REQUIRED ACTION =
Gather all lines in the records below that include the word "used".
=-=-=
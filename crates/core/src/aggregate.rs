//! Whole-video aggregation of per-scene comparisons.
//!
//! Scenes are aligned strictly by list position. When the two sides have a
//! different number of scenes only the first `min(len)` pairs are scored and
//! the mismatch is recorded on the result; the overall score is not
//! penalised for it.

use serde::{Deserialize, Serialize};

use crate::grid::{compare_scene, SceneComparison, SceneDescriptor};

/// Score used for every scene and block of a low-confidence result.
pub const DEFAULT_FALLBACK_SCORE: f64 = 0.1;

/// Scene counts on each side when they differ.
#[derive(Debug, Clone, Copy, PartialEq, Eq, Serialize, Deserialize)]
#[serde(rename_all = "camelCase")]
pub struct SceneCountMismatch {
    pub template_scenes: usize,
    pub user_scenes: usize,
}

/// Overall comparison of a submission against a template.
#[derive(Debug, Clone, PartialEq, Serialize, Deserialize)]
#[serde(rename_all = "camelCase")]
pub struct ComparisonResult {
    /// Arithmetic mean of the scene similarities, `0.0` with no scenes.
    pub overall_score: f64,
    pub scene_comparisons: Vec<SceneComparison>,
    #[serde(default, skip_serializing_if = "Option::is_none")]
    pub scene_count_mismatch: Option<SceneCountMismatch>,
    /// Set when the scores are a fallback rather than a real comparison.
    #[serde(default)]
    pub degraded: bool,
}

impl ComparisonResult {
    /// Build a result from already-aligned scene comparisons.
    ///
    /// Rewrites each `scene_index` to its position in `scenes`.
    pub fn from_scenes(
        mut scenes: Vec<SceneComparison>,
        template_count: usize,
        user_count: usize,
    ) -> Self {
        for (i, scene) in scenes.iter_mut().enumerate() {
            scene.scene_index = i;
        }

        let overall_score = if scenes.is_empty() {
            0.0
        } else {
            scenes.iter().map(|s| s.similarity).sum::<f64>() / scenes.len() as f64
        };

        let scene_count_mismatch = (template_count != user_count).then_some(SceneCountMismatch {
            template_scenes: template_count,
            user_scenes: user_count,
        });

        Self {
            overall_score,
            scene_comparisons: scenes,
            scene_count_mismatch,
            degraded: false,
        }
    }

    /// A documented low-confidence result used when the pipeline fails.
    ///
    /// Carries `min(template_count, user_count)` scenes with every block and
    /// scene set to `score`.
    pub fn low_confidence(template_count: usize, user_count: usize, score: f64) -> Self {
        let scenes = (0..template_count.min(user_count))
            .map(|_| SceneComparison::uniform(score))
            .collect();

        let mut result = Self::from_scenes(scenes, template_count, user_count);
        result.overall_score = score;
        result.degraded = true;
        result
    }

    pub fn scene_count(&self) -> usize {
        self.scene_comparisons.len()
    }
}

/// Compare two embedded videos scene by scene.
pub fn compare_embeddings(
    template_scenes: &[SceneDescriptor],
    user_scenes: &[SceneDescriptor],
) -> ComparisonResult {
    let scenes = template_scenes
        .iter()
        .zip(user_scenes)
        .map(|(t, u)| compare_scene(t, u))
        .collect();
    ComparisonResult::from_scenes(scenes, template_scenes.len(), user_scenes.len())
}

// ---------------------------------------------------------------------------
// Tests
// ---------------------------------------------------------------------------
=-=-=
TASK OUTPUT =
/// Score used for every scene and block of a low-confidence result.
    /// A documented low-confidence result used when the pipeline fails.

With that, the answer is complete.